The “massive” jump in labor costs over such a short period is also a sign that labor shortages persist – and are particularly worrisome in some markets – meaning that houses are likely to take longer to build and come with more cosmetic defects than what is considered normal.
Despite the huge jump in wages, according to an analysis by LendingTree, the borrower-to-lender matching service, construction employment itself increased by only 8.8% from 2021 to 2024. That’s slower than the 9.4% growth rate across all industries.
The field has long struggled with a shrinking labor force. Along with the aging of skilled workers and a lack of younger people to fill their slots, many jobs that would be taken by immigrants have gone wanting because of the Trump administration’s crackdown on undocumented immigrants. It has been estimated that 30% to 50% of the workforce in some trades are made up of undocumented immigrants.

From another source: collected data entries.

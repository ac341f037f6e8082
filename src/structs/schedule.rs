//! [DoseSchedule] - the time-indexed dose sequences for one candidate run

use ndarray::Array1;

/// Dose sequences for both agents over the treatment horizon
///
/// Both arrays have length T (one entry per integration step); entries are
/// absolute doses in mg, zero on days without administration. A schedule is a
/// pure function of the parameter bundle and the requested cycle count, see
/// [crate::simulator::FolfoxModel::schedule].
#[derive(Debug, Clone, PartialEq)]
pub struct DoseSchedule {
    /// Daily 5-fluorouracil infusion doses (mg)
    pub fu: Array1<f64>,
    /// Oxaliplatin bolus doses (mg)
    pub ox: Array1<f64>,
}

impl DoseSchedule {
    /// Schedule of all zeros over `n_steps` steps
    pub fn empty(n_steps: usize) -> Self {
        DoseSchedule {
            fu: Array1::zeros(n_steps),
            ox: Array1::zeros(n_steps),
        }
    }

    /// Number of integration steps covered
    pub fn n_steps(&self) -> usize {
        self.fu.len()
    }

    /// Step indices with a nonzero 5-FU dose
    pub fn fu_days(&self) -> Vec<usize> {
        self.fu
            .iter()
            .enumerate()
            .filter(|(_, &dose)| dose > 0.0)
            .map(|(i, _)| i)
            .collect()
    }

    /// Step indices with a nonzero oxaliplatin dose
    pub fn ox_days(&self) -> Vec<usize> {
        self.ox
            .iter()
            .enumerate()
            .filter(|(_, &dose)| dose > 0.0)
            .map(|(i, _)| i)
            .collect()
    }
}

Then, too, there’s been a concurrent boom in urbanization, infrastructure investments, and private construction projects, particularly in fast-growing areas, that have siphoned off people who would ordinarily work in the housing sector.
Going forward, LendingTree expects job growth in the residential sector to outpace overall job growth over the next decade. It noted that overall construction employment reached an all-time high, overcoming losses caused by the Great Recession. And between 2023 and 2033, the Bureau of Labor Statistics estimates a 4.7% increase in construction jobs, compared with 4% for all industries.
For now, though, construction companies and their subcontractors continue to scramble to fill positions. According to the National Association of Home Builders (NAHB), the number of open construction sector jobs was 245,000 in May.
And that means higher prices, longer build time, and more mistakes. “When the cost of building a new home goes up, the price of that home is probably going to go up, too,” Schulz says.
“That’s true whether you’re talking about the costs of labor, supplies or anything else that goes into building a home. It all adds up to make homebuilding more expensive, which means higher home prices for consumers.”
Pennsylvania’s construction industry is struggling the most, according to the LendingTree analysis. Construction wages in the commonwealth grew 13.4 percentage points faster than overall wage growth, while industry employment was 7.4 points slower than total job growth, all trends that indicate a tightening labor market.
The District of Columbia and Massachusetts tied for the next highest level of strain. D.C. saw a healthy 1.5 percentage point difference between its construction median hourly wage increase and overall median hourly wage increase. Nevertheless, construction employment fell by 5.3% between 2021 and 2024.
Massachusetts had the third-highest percentage point difference in construction wage growth compared to all industries at 22.8% versus 6.4%, a 16.4 percentage point gap.
At the other end of the spectrum, Idaho’s construction industry appears to be the healthiest in the country. Wage growth in the state’s construction sector was substantially lower than the overall wage growth. Yet, the growth rate in construction was in the double digits and over twice the state’s overall job growth rate.
Utah, Texas, and Arizona all tied for the second-healthiest construction industries.